Mechanism of the graphene oxide formation. The role of water, “reversibility” of the oxidation, and mobility of the C–O bonds

Abstract Despite recent progress, the mechanism of the graphene oxide (GO) formation remains largely unknown. In this work, we report new findings, which add crucial details to the previously envisioned mechanism of the Hummers' method reaction. The rate of the chemical reaction increases significantly with water content in the acid, and reaches the maximum in the acid concentration range 88%–92%. Graphite cannot be oxidized in the anhydrous sulfuric acid. We propose that the species, attacking carbon atoms, are not the Mn(VII) oxygen derivatives, as it is commonly believed, but water molecules. The withdraw of electrons from carbon atoms by Mn(VII) species, and the nucleophilic attack by water molecules occur simultaneously as a concerted process. The Mn(VII) species do not penetrate graphite interlayer galleries, but water molecules do. The formation of the covalent C–O bonds on the graphene plane is reversible, as long as the graphite sample remains intercalated with sulfuric acid.
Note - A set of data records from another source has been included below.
//! Throwaway repositories for git resolver tests

use git2::{IndexEntry, IndexTime, Oid, Repository, RepositoryInitOptions, Signature};
use tempfile::TempDir;

/// One file written in its own commit
pub struct CommitForRepo {
    pub dir: &'static str,
    pub filename: &'static str,
    pub content: &'static str,
    pub branch: Option<&'static str>,
}

impl CommitForRepo {
    pub fn new(dir: &'static str, filename: &'static str, content: &'static str) -> Self {
        Self {
            dir,
            filename,
            content,
            branch: None,
        }
    }

    pub fn on_branch(mut self, branch: &'static str) -> Self {
        self.branch = Some(branch);
        self
    }

    fn path(&self) -> String {
        if self.dir.is_empty() {
            self.filename.to_string()
        } else {
            format!("{}/{}", self.dir, self.filename)
        }
    }
}

/// A repository on disk plus the ids of the commits written into it
pub struct TestRepo {
    dir: TempDir,
    pub commits: Vec<Oid>,
}

impl TestRepo {
    pub fn url(&self) -> String {
        self.dir.path().to_string_lossy().into_owned()
    }

    pub fn head_of(&self, branch: &str) -> String {
        let repo = Repository::open(self.dir.path()).unwrap();
        let commit = repo
            .find_reference(&format!("refs/heads/{branch}"))
            .unwrap()
            .peel_to_commit()
            .unwrap()
            .id();
        commit.to_string()
    }
}

/// Create a repository with default branch `main`, a README commit, and then
/// one commit per entry. Branches other than `main` fork from the README
/// commit the first time they are used.
pub fn create_repo(commits: &[CommitForRepo]) -> TestRepo {
    let dir = tempfile::tempdir().unwrap();
    let mut opts = RepositoryInitOptions::new();
    opts.initial_head("main");
    let repo = Repository::init_opts(dir.path(), &opts).unwrap();

    let start = commit_file(&repo, "refs/heads/main", None, "README", "This is a test repo");

    let mut ids = Vec::new();
    for commit in commits {
        let refname = format!("refs/heads/{}", commit.branch.unwrap_or("main"));
        let parent = repo
            .find_reference(&refname)
            .ok()
            .and_then(|r| r.target())
            .unwrap_or(start);
        ids.push(commit_file(
            &repo,
            &refname,
            Some(parent),
            &commit.path(),
            commit.content,
        ));
    }

    TestRepo { dir, commits: ids }
}

fn commit_file(
    repo: &Repository,
    refname: &str,
    parent: Option<Oid>,
    path: &str,
    content: &str,
) -> Oid {
    let signature = Signature::now("Someone", "someone@example.com").unwrap();
    let parent = parent.map(|id| repo.find_commit(id).unwrap());

    let mut index = repo.index().unwrap();
    index.clear().unwrap();
    if let Some(parent) = &parent {
        index.read_tree(&parent.tree().unwrap()).unwrap();
    }

    let entry = IndexEntry {
        ctime: IndexTime::new(0, 0),
        mtime: IndexTime::new(0, 0),
        dev: 0,
        ino: 0,
        mode: 0o100644,
        uid: 0,
        gid: 0,
        file_size: content.len() as u32,
        id: Oid::zero(),
        flags: 0,
        flags_extended: 0,
        path: path.as_bytes().to_vec(),
    };
    index.add_frombuffer(&entry, content.as_bytes()).unwrap();
    let tree = repo.find_tree(index.write_tree().unwrap()).unwrap();

    let parents: Vec<_> = parent.iter().collect();
    repo.commit(
        Some(refname),
        &signature,
        &signature,
        &format!("add {path}"),
        &tree,
        &parents,
    )
    .unwrap()
}
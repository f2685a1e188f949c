//! ResolutionRequest reconciler
//!
//! Drives a request through a single `Succeeded` condition:
//! Pending → InProgress → Succeeded/Failed
//!
//! Each reconcile is one bounded pass. The global ceiling is checked first so
//! a hung backend can never keep a request alive; otherwise the owning
//! resolver runs under `min(resolver timeout, remaining global budget)`.
//! "Come back later" is expressed as `Action::requeue`, never as a sleep.

use std::sync::Arc;
use std::time::Duration;

use base64::{engine::general_purpose::STANDARD, Engine};
use chrono::{DateTime, Utc};
use kube::runtime::controller::Action;
use kube::{Client, ResourceExt};
use resolution_common::crd::{ResolutionRequest, ResolutionRequestStatus};
use resolution_common::duration::format_duration;
use resolution_common::{
    Error, LABEL_KEY_RESOLVER_TYPE, MESSAGE_WAITING_FOR_RESOLVER, REASON_PARAMS_INVALID,
    REASON_RESOLUTION_FAILED, REASON_RESOLUTION_TIMED_OUT,
};
use tokio_util::sync::CancellationToken;
use tracing::{debug, error, info, instrument, warn};

use crate::clock::{Clock, SystemClock};
use crate::registry::{ResolverRegistry, Route};
use crate::resolver::{
    deadline_after, Params, ResolveContext, ResolvedResource, Resolver, ResolverConfig,
    ResolverError,
};
use crate::store::{KubeRequestStore, RequestStore};

/// Fixed ceiling on how long any request may stay unresolved
pub const DEFAULT_MAXIMUM_RESOLUTION_DURATION: Duration = Duration::from_secs(60);

/// Timeout handed to resolvers that have no override configured
pub const DEFAULT_RESOLVER_TIMEOUT: Duration = Duration::from_secs(60);

/// Requeue delay after a retryable controller error
const ERROR_REQUEUE: Duration = Duration::from_secs(30);

/// Shortest delay used when requeueing a request still in progress
const MIN_REQUEUE: Duration = Duration::from_secs(1);

// =============================================================================
// Controller context
// =============================================================================

/// Shared state for every reconcile call
pub struct Context {
    /// Status persistence and resolver configuration
    pub store: Arc<dyn RequestStore>,
    /// Resolvers served by this controller
    pub registry: Arc<ResolverRegistry>,
    /// Time source for elapsed-time checks
    pub clock: Arc<dyn Clock>,
    /// Global ceiling, independent of any resolver
    pub max_resolution_duration: Duration,
    /// Default passed to `Resolver::timeout`
    pub default_resolver_timeout: Duration,
}

impl Context {
    /// Create a context with default durations and the system clock
    pub fn new(store: Arc<dyn RequestStore>, registry: Arc<ResolverRegistry>) -> Self {
        Self {
            store,
            registry,
            clock: Arc::new(SystemClock),
            max_resolution_duration: DEFAULT_MAXIMUM_RESOLUTION_DURATION,
            default_resolver_timeout: DEFAULT_RESOLVER_TIMEOUT,
        }
    }

    /// Create a context backed by the Kubernetes API
    pub fn from_client(
        client: Client,
        config_namespace: impl Into<String>,
        registry: Arc<ResolverRegistry>,
    ) -> Self {
        Self::new(
            Arc::new(KubeRequestStore::new(client, config_namespace)),
            registry,
        )
    }

    /// Replace the time source
    pub fn with_clock(mut self, clock: Arc<dyn Clock>) -> Self {
        self.clock = clock;
        self
    }

    /// Replace the global ceiling
    pub fn with_max_resolution_duration(mut self, max: Duration) -> Self {
        self.max_resolution_duration = max;
        self
    }

    /// Replace the default resolver timeout
    pub fn with_default_resolver_timeout(mut self, timeout: Duration) -> Self {
        self.default_resolver_timeout = timeout;
        self
    }

    fn remaining_budget(&self, request: &ResolutionRequest, now: DateTime<Utc>) -> Duration {
        self.max_resolution_duration
            .saturating_sub(request_duration(request, now))
    }
}

// =============================================================================
// Reconciliation
// =============================================================================

/// Reconcile a ResolutionRequest
///
/// Terminal requests and requests owned by no registered resolver are left
/// alone. Resolver failures end up in the status; only store failures and
/// routing misconfiguration are returned as errors.
#[instrument(skip(request, ctx), fields(request = %request.key()))]
pub async fn reconcile(
    request: Arc<ResolutionRequest>,
    ctx: Arc<Context>,
) -> Result<Action, Error> {
    if request.is_done() {
        debug!("request already terminal");
        return Ok(Action::await_change());
    }

    let labels = request.metadata.labels.clone().unwrap_or_default();
    let resolver = match ctx.registry.route(&labels)? {
        Route::Resolver(r) => Arc::clone(r),
        Route::Unowned => {
            debug!(resolver_type = ?request.resolver_type(), "no registered resolver owns request");
            return Ok(Action::await_change());
        }
    };

    let namespace = request
        .namespace()
        .ok_or_else(|| Error::validation_for(request.key(), "request has no namespace"))?;
    let name = request.name_any();
    let now = ctx.clock.now();

    let mut status = request.status.clone().unwrap_or_default();
    status.initialize_conditions(now);

    let action = if status.has_data() {
        info!("request already carries data");
        status.mark_succeeded(now);
        Action::await_change()
    } else if request_duration(&request, now) >= ctx.max_resolution_duration {
        let message = format!(
            "resolution took longer than global timeout of {}",
            format_duration(ctx.max_resolution_duration)
        );
        warn!(%message, "global resolution timeout exceeded");
        status.mark_failed(REASON_RESOLUTION_TIMED_OUT, message, now);
        Action::await_change()
    } else {
        resolve_request(&ctx, resolver.as_ref(), &request, &mut status).await
    };

    ctx.store
        .patch_request_status(&namespace, &name, &status)
        .await?;

    debug!(phase = %status.phase(), ?action, "reconciled request");
    Ok(action)
}

/// Validate, run the resolver under its deadline, and record the outcome
async fn resolve_request(
    ctx: &Context,
    resolver: &dyn Resolver,
    request: &ResolutionRequest,
    status: &mut ResolutionRequestStatus,
) -> Action {
    let params = &request.spec.params;

    if let Err(e) = resolver.validate_params(params) {
        warn!(resolver = %resolver.name(), error = %e, "invalid resolver params");
        status.mark_failed(REASON_PARAMS_INVALID, e.to_string(), ctx.clock.now());
        return Action::await_change();
    }

    let config = load_config(ctx, resolver).await;
    let timeout = resolver
        .timeout(&config, ctx.default_resolver_timeout)
        .min(ctx.remaining_budget(request, ctx.clock.now()));

    debug!(resolver = %resolver.name(), timeout_ms = timeout.as_millis(), "resolving");
    let outcome = run_with_deadline(resolver, config, timeout, params).await;
    let now = ctx.clock.now();

    match outcome {
        Ok(resource) => {
            info!(
                resolver = %resolver.name(),
                bytes = resource.data().len(),
                "resolution succeeded"
            );
            status.data = Some(STANDARD.encode(resource.data()));
            status.annotations.extend(
                resource
                    .annotations()
                    .iter()
                    .map(|(k, v)| (k.clone(), v.clone())),
            );
            status.mark_succeeded(now);
            Action::await_change()
        }
        Err(ResolverError::DeadlineExceeded) => {
            warn!(resolver = %resolver.name(), "resolution deadline exceeded");
            status.mark_failed(
                REASON_RESOLUTION_TIMED_OUT,
                ResolverError::DeadlineExceeded.to_string(),
                now,
            );
            Action::await_change()
        }
        Err(ResolverError::InvalidParams(message)) => {
            warn!(resolver = %resolver.name(), %message, "resolver rejected params");
            status.mark_failed(REASON_PARAMS_INVALID, message, now);
            Action::await_change()
        }
        Err(ResolverError::Transient(message)) => {
            let requeue = ctx.remaining_budget(request, now).max(MIN_REQUEUE);
            warn!(
                resolver = %resolver.name(),
                %message,
                requeue_secs = requeue.as_secs(),
                "transient resolver error, will retry"
            );
            status.mark_in_progress(MESSAGE_WAITING_FOR_RESOLVER, now);
            Action::requeue(requeue)
        }
        Err(e) => {
            let message = format!(
                "error getting \"{}\" \"{}\": {}",
                resolver.name(),
                request.key(),
                e
            );
            warn!(resolver = %resolver.name(), %message, "resolution failed");
            status.mark_failed(REASON_RESOLUTION_FAILED, message, now);
            Action::await_change()
        }
    }
}

/// Run `resolve` bounded by `timeout`, cancelling the call's token on expiry
/// and whenever this function returns.
async fn run_with_deadline(
    resolver: &dyn Resolver,
    config: ResolverConfig,
    timeout: Duration,
    params: &Params,
) -> Result<ResolvedResource, ResolverError> {
    let cancel = CancellationToken::new();
    let _guard = cancel.clone().drop_guard();
    let resolve_ctx = ResolveContext::new(config, deadline_after(timeout), cancel.clone());

    match tokio::time::timeout(timeout, resolver.resolve(&resolve_ctx, params)).await {
        Ok(result) => result,
        Err(_) => {
            cancel.cancel();
            Err(ResolverError::DeadlineExceeded)
        }
    }
}

/// Resolver configuration; lookup failures fall back to an empty config
async fn load_config(ctx: &Context, resolver: &dyn Resolver) -> ResolverConfig {
    let resolver_type = resolver
        .selector()
        .get(LABEL_KEY_RESOLVER_TYPE)
        .cloned()
        .unwrap_or_else(|| resolver.name().to_lowercase());

    match ctx.store.resolver_config(&resolver_type).await {
        Ok(config) => config,
        Err(e) => {
            warn!(resolver = %resolver.name(), error = %e, "failed to load resolver config, using defaults");
            ResolverConfig::default()
        }
    }
}

/// Time since the request was created; zero when unknown or in the future
fn request_duration(request: &ResolutionRequest, now: DateTime<Utc>) -> Duration {
    match request.created_at() {
        Some(created) => (now - created).to_std().unwrap_or(Duration::ZERO),
        None => Duration::ZERO,
    }
}

/// Error policy for the ResolutionRequest controller
///
/// - Retryable errors (API server hiccups, conflicts): requeue after 30 seconds
/// - Non-retryable errors (routing misconfiguration): await a change
pub fn error_policy(request: Arc<ResolutionRequest>, error: &Error, _ctx: Arc<Context>) -> Action {
    error!(
        ?error,
        request = %request.key(),
        retryable = error.is_retryable(),
        "reconciliation failed"
    );

    if error.is_retryable() {
        Action::requeue(ERROR_REQUEUE)
    } else {
        Action::await_change()
    }
}

// =============================================================================
// Tests
// =============================================================================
The as-formed bonds can be easily cleaved by the laser irradiation, converting GO back to stage-1 GIC in small local areas of the graphite flake. We interpret this “reversibility” as the “migration” of the newly formed C–O bonds on the graphene plane. The pattern of the C–O bond migration is largely controlled by the local graphite structure. The discovered phenomena and proposed reaction mechanism provide rationale for a range of the well-known but yet poorly understood experimental observations in the graphene chemistry. Among them is the existence of the oxidized and graphenic domains in the GO structure. The new findings and conclusions create the holistic view on the driving forces of the transformations that occur with graphite in the oxidative acidic media.